Something I came to realize over the last few months is that I don’t think I know my voice. I don’t mean my actual audible voice. I mean the inner part of me that is meant to speak out to the world. I have figured out the message for this time in my life, but my voice still eludes me. Neil Gaiman said, “The one thing that you have that nobody else has is you. Your voice, your mind, your story, your vision. So write and draw and build and play and dance and live as only you can.“ So, I guess what I’m missing is me. Who is Melody now at this moment? Who do I want Melody to be?

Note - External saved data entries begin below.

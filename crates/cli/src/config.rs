// SPDX-License-Identifier: MIT
// Copyright (c) 2026 Alfred Jean LLC

//! Project configuration management.
//!
//! Configuration is stored in `.liftlog/config.toml`:
//! - `[remote]`: WebSocket server to replay mutations against. Absent means
//!   local-only mode, where everything stays queued.
//! - `[sync]`: queue tuning (batch size, retry ceiling, retention, timeouts).

use serde::{Deserialize, Serialize};
use std::fs;
use std::path::{Path, PathBuf};
use std::time::Duration;

use liftlog_core::SyncConfig;

use crate::error::{Error, Result};

const WORK_DIR_NAME: &str = ".liftlog";
const CONFIG_FILE_NAME: &str = "config.toml";
const QUEUE_DB_FILE_NAME: &str = "queue.db";
const GITIGNORE_FILE_NAME: &str = ".gitignore";

/// Project configuration stored in `.liftlog/config.toml`.
#[derive(Debug, Clone, Default, PartialEq, Serialize, Deserialize)]
pub struct Config {
    /// Remote sync configuration (optional - if absent, runs in local-only mode).
    #[serde(default, skip_serializing_if = "Option::is_none")]
    pub remote: Option<RemoteConfig>,
    #[serde(default)]
    pub sync: SyncSettings,
}

/// Remote server configuration.
#[derive(Debug, Clone, PartialEq, Serialize, Deserialize)]
pub struct RemoteConfig {
    /// WebSocket URL (`ws://...` or `wss://...`).
    pub url: String,
    /// Max time for a reachability probe in milliseconds (default: 500).
    #[serde(default = "default_probe_timeout_ms")]
    pub probe_timeout_ms: u64,
    /// Seconds between reachability probes in `liftlog watch` (default: 5).
    #[serde(default = "default_probe_interval_secs")]
    pub probe_interval_secs: u64,
}

fn default_probe_timeout_ms() -> u64 {
    500
}

fn default_probe_interval_secs() -> u64 {
    5
}

impl RemoteConfig {
    pub fn new(url: impl Into<String>) -> Self {
        RemoteConfig {
            url: url.into(),
            probe_timeout_ms: default_probe_timeout_ms(),
            probe_interval_secs: default_probe_interval_secs(),
        }
    }

    /// Validates that the URL is a WebSocket URL.
    pub fn validate_url(&self) -> Result<()> {
        if self.url.starts_with("ws://") || self.url.starts_with("wss://") {
            Ok(())
        } else {
            Err(Error::InvalidRemoteUrl(self.url.clone()))
        }
    }

    pub fn probe_timeout(&self) -> Duration {
        Duration::from_millis(self.probe_timeout_ms)
    }

    pub fn probe_interval(&self) -> Duration {
        // A zero interval would spin.
        Duration::from_secs(self.probe_interval_secs.max(1))
    }
}

/// Queue tuning knobs.
#[derive(Debug, Clone, PartialEq, Serialize, Deserialize)]
pub struct SyncSettings {
    /// Maximum mutations applied per drain (default: 10).
    #[serde(default = "default_batch_size")]
    pub batch_size: usize,
    /// Failed attempts before a mutation is parked as failed (default: 3).
    #[serde(default = "default_max_retries")]
    pub max_retries: u32,
    /// Hours completed mutations are kept before being swept (default: 24).
    #[serde(default = "default_retention_hours")]
    pub retention_hours: u32,
    /// Upper bound on a single remote apply in seconds (default: 30). 0 = no limit.
    #[serde(default = "default_apply_timeout_secs")]
    pub apply_timeout_secs: u64,
}

fn default_batch_size() -> usize {
    10
}

fn default_max_retries() -> u32 {
    3
}

fn default_retention_hours() -> u32 {
    24
}

fn default_apply_timeout_secs() -> u64 {
    30
}

impl Default for SyncSettings {
    fn default() -> Self {
        SyncSettings {
            batch_size: default_batch_size(),
            max_retries: default_max_retries(),
            retention_hours: default_retention_hours(),
            apply_timeout_secs: default_apply_timeout_secs(),
        }
    }
}

impl SyncSettings {
    /// Converts the file settings into the sync manager's configuration.
    pub fn to_sync_config(&self) -> SyncConfig {
        SyncConfig {
            batch_size: self.batch_size.max(1),
            max_retries: self.max_retries.max(1),
            retention: chrono::Duration::hours(i64::from(self.retention_hours)),
            apply_timeout: match self.apply_timeout_secs {
                0 => None,
                secs => Some(Duration::from_secs(secs)),
            },
        }
    }
}

impl Config {
    /// Creates a config, optionally pointing at a remote.
    pub fn new(remote: Option<String>) -> Result<Self> {
        let remote = remote.map(RemoteConfig::new);
        if let Some(r) = &remote {
            r.validate_url()?;
        }
        Ok(Config {
            remote,
            sync: SyncSettings::default(),
        })
    }

    /// Loads configuration from the given `.liftlog/` directory.
    pub fn load(work_dir: &Path) -> Result<Self> {
        let config_path = work_dir.join(CONFIG_FILE_NAME);
        let content = fs::read_to_string(&config_path)
            .map_err(|e| Error::Config(format!("failed to read config: {}", e)))?;
        let config: Config = toml::from_str(&content)
            .map_err(|e| Error::Config(format!("failed to parse config: {}", e)))?;
        if let Some(remote) = &config.remote {
            remote.validate_url()?;
        }
        Ok(config)
    }

    /// Saves configuration to the given `.liftlog/` directory.
    pub fn save(&self, work_dir: &Path) -> Result<()> {
        let config_path = work_dir.join(CONFIG_FILE_NAME);
        let content = toml::to_string_pretty(self)
            .map_err(|e| Error::Config(format!("failed to serialize config: {}", e)))?;
        fs::write(&config_path, content)?;
        Ok(())
    }

    /// Returns the remote URL if configured.
    pub fn remote_url(&self) -> Option<&str> {
        self.remote.as_ref().map(|r| r.url.as_str())
    }
}

/// Find the .liftlog directory by walking up from the current directory
pub fn find_work_dir() -> Result<PathBuf> {
    let mut current = std::env::current_dir()?;
    loop {
        let work_dir = current.join(WORK_DIR_NAME);
        if work_dir.is_dir() {
            return Ok(work_dir);
        }
        if !current.pop() {
            return Err(Error::NotInitialized);
        }
    }
}

/// Path of the durable mutation queue.
pub fn queue_db_path(work_dir: &Path) -> PathBuf {
    work_dir.join(QUEUE_DB_FILE_NAME)
}

/// Initialize a new .liftlog directory at the given path
pub fn init_work_dir(path: &Path, config: &Config) -> Result<PathBuf> {
    let work_dir = path.join(WORK_DIR_NAME);

    if work_dir.join(CONFIG_FILE_NAME).exists() {
        return Err(Error::AlreadyInitialized(work_dir.display().to_string()));
    }

    fs::create_dir_all(&work_dir)?;
    config.save(&work_dir)?;
    fs::write(
        work_dir.join(GITIGNORE_FILE_NAME),
        "# Local mutation queue\nqueue.db\nqueue.db-*\n",
    )?;

    Ok(work_dir)
}

#[cfg(test)]
#[path = "config_tests.rs"]
mod tests;
// SPDX-License-Identifier: MIT
// Copyright (c) 2026 Alfred Jean LLC

#![allow(clippy::unwrap_used)]

use super::*;
use yare::parameterized;

#[parameterized(
    offline = { Error::Offline, "offline" },
    invalid_operation = { Error::InvalidOperation("explode".into()), "explode" },
    invalid_table = { Error::InvalidTable("users".into()), "users" },
    record_not_found = { Error::RecordNotFound(42), "42" },
    remote = { Error::Remote(RemoteError::permanent("name is required")), "name is required" },
)]
fn error_display_contains(err: Error, expected: &str) {
    assert!(err.to_string().contains(expected));
}

#[test]
fn error_from_io() {
    let io_err = std::io::Error::new(std::io::ErrorKind::NotFound, "file not found");
    let err: Error = io_err.into();
    assert!(matches!(err, Error::Io(_)));
}

#[test]
fn error_from_json() {
    let json_err = serde_json::from_str::<()>("invalid").unwrap_err();
    let err: Error = json_err.into();
    assert!(matches!(err, Error::Json(_)));
}
// SPDX-License-Identifier: MIT
// Copyright (c) 2026 Alfred Jean LLC

//! CLI argument parsing tests for the workout, exercise and enqueue commands.

#![allow(clippy::unwrap_used)]
#![allow(clippy::panic)]

use super::*;
use serde_json::json;
use yare::parameterized;

fn parse(args: &[&str]) -> Result<Cli, clap::Error> {
    Cli::try_parse_from(args)
}

#[test]
fn workout_create_collects_given_fields() {
    let cli = parse(&[
        "liftlog", "workout", "create", "w1", "--name", "Leg Day", "--duration", "45",
    ])
    .unwrap();

    match cli.command {
        Command::Workout {
            action: WorkoutCommand::Create { id, fields },
        } => {
            assert_eq!(id, "w1");
            assert_eq!(
                fields.to_payload(),
                json!({"name": "Leg Day", "duration_minutes": 45})
            );
        }
        other => panic!("expected workout create, got {other:?}"),
    }
}

#[test]
fn workout_update_without_flags_is_an_empty_patch() {
    let cli = parse(&["liftlog", "workout", "update", "w1"]).unwrap();

    match cli.command {
        Command::Workout {
            action: WorkoutCommand::Update { fields, .. },
        } => assert_eq!(fields.to_payload(), json!({})),
        other => panic!("expected workout update, got {other:?}"),
    }
}

#[test]
fn exercise_create_maps_flags_to_fields() {
    let cli = parse(&[
        "liftlog", "exercise", "create", "e1", "-w", "w1", "-n", "Squat", "--sets", "5",
        "--reps", "5", "--weight", "102.5", "--rest", "180",
    ])
    .unwrap();

    match cli.command {
        Command::Exercise {
            action: ExerciseCommand::Create { id, fields },
        } => {
            assert_eq!(id, "e1");
            assert_eq!(
                fields.to_payload(),
                json!({
                    "workout_id": "w1",
                    "name": "Squat",
                    "sets": 5,
                    "reps": 5,
                    "weight": 102.5,
                    "rest_seconds": 180
                })
            );
        }
        other => panic!("expected exercise create, got {other:?}"),
    }
}

#[parameterized(
    workout = { &["liftlog", "workout", "delete", "w1"] },
    exercise = { &["liftlog", "exercise", "delete", "w1"] },
)]
fn delete_takes_only_an_id(args: &[&str]) {
    assert!(parse(args).is_ok());
    let mut with_flag = args.to_vec();
    with_flag.extend(["--name", "x"]);
    assert!(parse(&with_flag).is_err());
}

#[parameterized(
    negative_sets = { &["liftlog", "exercise", "create", "e1", "--sets", "-1"] },
    fractional_duration = { &["liftlog", "workout", "create", "w1", "--duration", "1.5"] },
    empty_id = { &["liftlog", "workout", "create", "  "] },
)]
fn invalid_values_are_rejected(args: &[&str]) {
    assert!(parse(args).is_err());
}

#[test]
fn enqueue_takes_raw_json() {
    let cli = parse(&[
        "liftlog",
        "enqueue",
        "create_workout",
        "w1",
        "--data",
        r#"{"name":"<b>Leg Day</b>"}"#,
    ])
    .unwrap();

    match cli.command {
        Command::Enqueue {
            operation,
            record_id,
            data,
        } => {
            assert_eq!(operation, "create_workout");
            assert_eq!(record_id, "w1");
            assert_eq!(data.as_deref(), Some(r#"{"name":"<b>Leg Day</b>"}"#));
        }
        other => panic!("expected enqueue, got {other:?}"),
    }
}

As I begin this ecumenical journey, one of the things I want to seek out is a greater understanding of church and me. What does church mean to me? What is the true difference between church and the Church? What is my place in the Church Body? How am I meant to affect other Christ followers? And the world? Where is my voice in the chorus of believers? This journey is not just about understanding denominations; it’s also about understanding me. What is Christ telling me? Where does God want me? What do I need to know to be a better member of the Body? Honestly, the questions go on and on and on.

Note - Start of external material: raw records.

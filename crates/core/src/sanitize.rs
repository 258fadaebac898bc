// SPDX-License-Identifier: MIT
// Copyright (c) 2026 Alfred Jean LLC

//! Whitelisting sanitizer for mutation payloads.
//!
//! Every payload passes through here before it is queued or sent to the
//! remote. Sanitizing is total: it never fails, unknown keys are dropped,
//! and absent fields stay absent.

use serde_json::{Map, Value};

use crate::entity::{EntityFields, EntityKind, ExerciseFields, WorkoutFields};

/// Maximum length of a text field, in characters.
pub const MAX_TEXT_LEN: usize = 500;

/// Sanitizes a raw object into the whitelisted fields for `kind`.
pub fn sanitize(raw: &Value, kind: EntityKind) -> EntityFields {
    match kind {
        EntityKind::Workout => EntityFields::Workout(sanitize_workout(raw)),
        EntityKind::Exercise => EntityFields::Exercise(sanitize_exercise(raw)),
    }
}

/// Sanitizes a raw object into workout fields.
pub fn sanitize_workout(raw: &Value) -> WorkoutFields {
    let Some(obj) = raw.as_object() else {
        return WorkoutFields::default();
    };
    WorkoutFields {
        id: text_field(obj, "id"),
        user_id: text_field(obj, "user_id"),
        name: text_field(obj, "name"),
        notes: text_field(obj, "notes"),
        date: text_field(obj, "date"),
        duration_minutes: count_field(obj, "duration_minutes"),
        calories: count_field(obj, "calories"),
    }
}

/// Sanitizes a raw object into exercise fields.
pub fn sanitize_exercise(raw: &Value) -> ExerciseFields {
    let Some(obj) = raw.as_object() else {
        return ExerciseFields::default();
    };
    ExerciseFields {
        id: text_field(obj, "id"),
        workout_id: text_field(obj, "workout_id"),
        name: text_field(obj, "name"),
        notes: text_field(obj, "notes"),
        sets: count_field(obj, "sets"),
        reps: count_field(obj, "reps"),
        weight: weight_field(obj, "weight"),
        rest_seconds: count_field(obj, "rest_seconds"),
    }
}

/// Strips markup characters and NUL bytes, trims, and caps the length.
pub fn sanitize_text(input: &str) -> String {
    let stripped: String = input
        .chars()
        .filter(|c| !matches!(c, '<' | '>' | '\0'))
        .collect();
    let capped: String = stripped.trim().chars().take(MAX_TEXT_LEN).collect();
    capped.trim_end().to_string()
}

/// Coerces a value to a non-negative integer count.
///
/// Fractions truncate toward zero; anything negative, non-numeric or
/// non-finite becomes 0.
pub fn coerce_count(value: &Value) -> u32 {
    let n = numeric(value);
    if n.is_finite() && n > 0.0 {
        // Saturates at u32::MAX.
        n.trunc() as u32
    } else {
        0
    }
}

/// Coerces a value to a non-negative weight.
pub fn coerce_weight(value: &Value) -> f64 {
    let n = numeric(value);
    if n.is_finite() && n > 0.0 {
        n
    } else {
        0.0
    }
}

fn numeric(value: &Value) -> f64 {
    match value {
        Value::Number(n) => n.as_f64().unwrap_or(0.0),
        Value::String(s) => s.trim().parse::<f64>().unwrap_or(0.0),
        _ => 0.0,
    }
}

fn present<'a>(obj: &'a Map<String, Value>, key: &str) -> Option<&'a Value> {
    obj.get(key).filter(|v| !v.is_null())
}

fn text_field(obj: &Map<String, Value>, key: &str) -> Option<String> {
    match present(obj, key)? {
        Value::String(s) => Some(sanitize_text(s)),
        Value::Number(n) => Some(sanitize_text(&n.to_string())),
        Value::Bool(b) => Some(b.to_string()),
        _ => None,
    }
}

fn count_field(obj: &Map<String, Value>, key: &str) -> Option<u32> {
    present(obj, key).map(coerce_count)
}

fn weight_field(obj: &Map<String, Value>, key: &str) -> Option<f64> {
    present(obj, key).map(coerce_weight)
}

#[cfg(test)]
#[path = "sanitize_tests.rs"]
mod tests;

The truth of the matter is, like with everything, the way to understand the path to answers is getting deeper with God. There is no one who knows me better. God formed me, He knows every molecule of my body, every thought in my mind and every moment of my life. He knows me deeper than I know myself. To find my voice — to find me — I need to find God. I need to go deeper with Him and let Him reveal truth in my life.

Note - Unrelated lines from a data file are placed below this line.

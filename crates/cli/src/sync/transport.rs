// SPDX-License-Identifier: MIT
// Copyright (c) 2026 Alfred Jean LLC

//! Transport abstraction for WebSocket communication.
//!
//! Provides a trait-based transport layer so the remote can be driven by a
//! real WebSocket connection in production and a scripted mock in tests.

use std::future::Future;
use std::pin::Pin;

use futures_util::{SinkExt, StreamExt};
use tokio::net::TcpStream;
use tokio_tungstenite::tungstenite::Message;
use tokio_tungstenite::{MaybeTlsStream, WebSocketStream};

use liftlog_core::protocol::{ClientMessage, ServerMessage};

/// Error type for transport operations.
#[derive(Debug, thiserror::Error)]
pub enum TransportError {
    #[error("connection failed: {0}")]
    ConnectionFailed(String),

    #[error("connection closed")]
    ConnectionClosed,

    #[error("send failed: {0}")]
    SendFailed(String),

    #[error("receive failed: {0}")]
    ReceiveFailed(String),

    #[error("serialization error: {0}")]
    SerializationError(String),
}

/// Result type for transport operations.
pub type TransportResult<T> = Result<T, TransportError>;

/// Boxed future returned by [`Transport`] methods.
pub type TransportFuture<'a, T> = Pin<Box<dyn Future<Output = T> + Send + 'a>>;

/// A message-oriented, bidirectional connection to the remote server.
pub trait Transport: Send + Sync {
    fn connect(&mut self, url: &str) -> TransportFuture<'_, TransportResult<()>>;

    /// Close the connection. Never fails; a broken connection is just dropped.
    fn disconnect(&mut self) -> TransportFuture<'_, ()>;

    fn send(&mut self, msg: ClientMessage) -> TransportFuture<'_, TransportResult<()>>;

    /// Receive the next protocol message.
    ///
    /// Returns `None` if the connection is closed.
    fn recv(&mut self) -> TransportFuture<'_, TransportResult<Option<ServerMessage>>>;

    fn is_connected(&self) -> bool;
}

type WsStream = WebSocketStream<MaybeTlsStream<TcpStream>>;

/// WebSocket transport implementation using tokio-tungstenite.
#[derive(Default)]
pub struct WebSocketTransport {
    ws: Option<WsStream>,
}

impl WebSocketTransport {
    pub fn new() -> Self {
        Self::default()
    }
}

impl Transport for WebSocketTransport {
    fn connect(&mut self, url: &str) -> TransportFuture<'_, TransportResult<()>> {
        let url = url.to_string();
        Box::pin(async move {
            let (ws, _) = tokio_tungstenite::connect_async(&url)
                .await
                .map_err(|e| TransportError::ConnectionFailed(e.to_string()))?;
            tracing::debug!(%url, "connected to remote");
            self.ws = Some(ws);
            Ok(())
        })
    }

    fn disconnect(&mut self) -> TransportFuture<'_, ()> {
        Box::pin(async move {
            if let Some(mut ws) = self.ws.take() {
                let _ = ws.close(None).await;
            }
        })
    }

    fn send(&mut self, msg: ClientMessage) -> TransportFuture<'_, TransportResult<()>> {
        Box::pin(async move {
            let ws = self.ws.as_mut().ok_or(TransportError::ConnectionClosed)?;
            let json = msg
                .to_json()
                .map_err(|e| TransportError::SerializationError(e.to_string()))?;

            // `send` flushes, so a dead peer surfaces here rather than on recv.
            if let Err(e) = ws.send(Message::Text(json.into())).await {
                self.ws = None;
                return Err(TransportError::SendFailed(e.to_string()));
            }
            Ok(())
        })
    }

    fn recv(&mut self) -> TransportFuture<'_, TransportResult<Option<ServerMessage>>> {
        Box::pin(async move {
            let ws = self.ws.as_mut().ok_or(TransportError::ConnectionClosed)?;

            loop {
                match ws.next().await {
                    Some(Ok(Message::Text(text))) => {
                        let msg = ServerMessage::from_json(text.as_str())
                            .map_err(|e| TransportError::SerializationError(e.to_string()))?;
                        return Ok(Some(msg));
                    }
                    Some(Ok(Message::Close(_))) | None => {
                        self.ws = None;
                        return Ok(None);
                    }
                    Some(Ok(_)) => continue,
                    Some(Err(e)) => {
                        self.ws = None;
                        return Err(TransportError::ReceiveFailed(e.to_string()));
                    }
                }
            }
        })
    }

    fn is_connected(&self) -> bool {
        self.ws.is_some()
    }
}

“Before I formed you in the womb I knew you, before you were born I set you apart...”
Who are you? Who are you in God? Have you found your voice? Your message? Do you see the path before you? What answers are you seeking right now? Whatever it is you’re looking for, whatever it is you need to know, hand it over to God and let Him take you deeper so you may know your voice.
As a writer, the most difficult thing is the first sentence. There is something so intimidating about that initial spark of thought that must be put down into words. It is the beginning, it’s the attention grabber, it’s the moment that introduces the message, thoughts and feelings of the author to their audience.
This is true of everything. That first moment...it’s terrifying. Walking into class on the first day, stomach twisted. Getting ready for a first date, palms sweaty. Sitting behind the wheel of your first car, trembling. So many terrifying firsts.
I am at a first. I am terrified. My life has dramatically changed in the last 18 months. To go through the list of things that have been upended would take me a very long time, but through it all I have had a few stabilities, like having a job. Now, even that has changed. And as a result, another part of my life has also changed, my connection to my church home. So, not only am I facing several first moments, but I must also process my grief and sorrow for what is ending. Terror, pain, sorrow, anger, fear, excitement, joy, confusion, and so much more is just bubbling around inside of me. I’m on the precipice of so many firsts I do not know what to do. It’s like a tidal wave of emotion and change wanting to swallow me whole.
I’m about to start what I’m calling an ecumenical journey. I have many questions rolling around in my head. I grew up attending several different churches, but I never really had the opportunity to get to know anything about the churches. For one, I was very young and I was mostly interested in learning about God and I wasn’t thinking about denominational issues. Secondly, my parents had no interest in connecting with any singular church and so moving from one church to another was a way of giving me church while maintaining the distance from church that they needed for their peace of mind. Now I have this chance to go and really explore church life. I get to try and understand why if we are one body under one God, how we can we be so dramatically divided. What makes a Lutheran Lutheran? Why do Anglicans like their liturgy? What’s the difference between a Methodist and a United Methodist? Can God be found in all of these denominations or have we put too many human rules and dogma into our churches? These questions and so many more await me. The answers, I have a feeling, will beget more questions. There’s something truly remarkable about that, and something truly terrifying. The unknown. The unwritten. It’s the first sentence of the next chapter in my life. What will God and I write together?
Surely, no matter what you are doing (speaking, writing, or working), do it all in the name of Jesus our Master, sending thanks through Him to God our Father.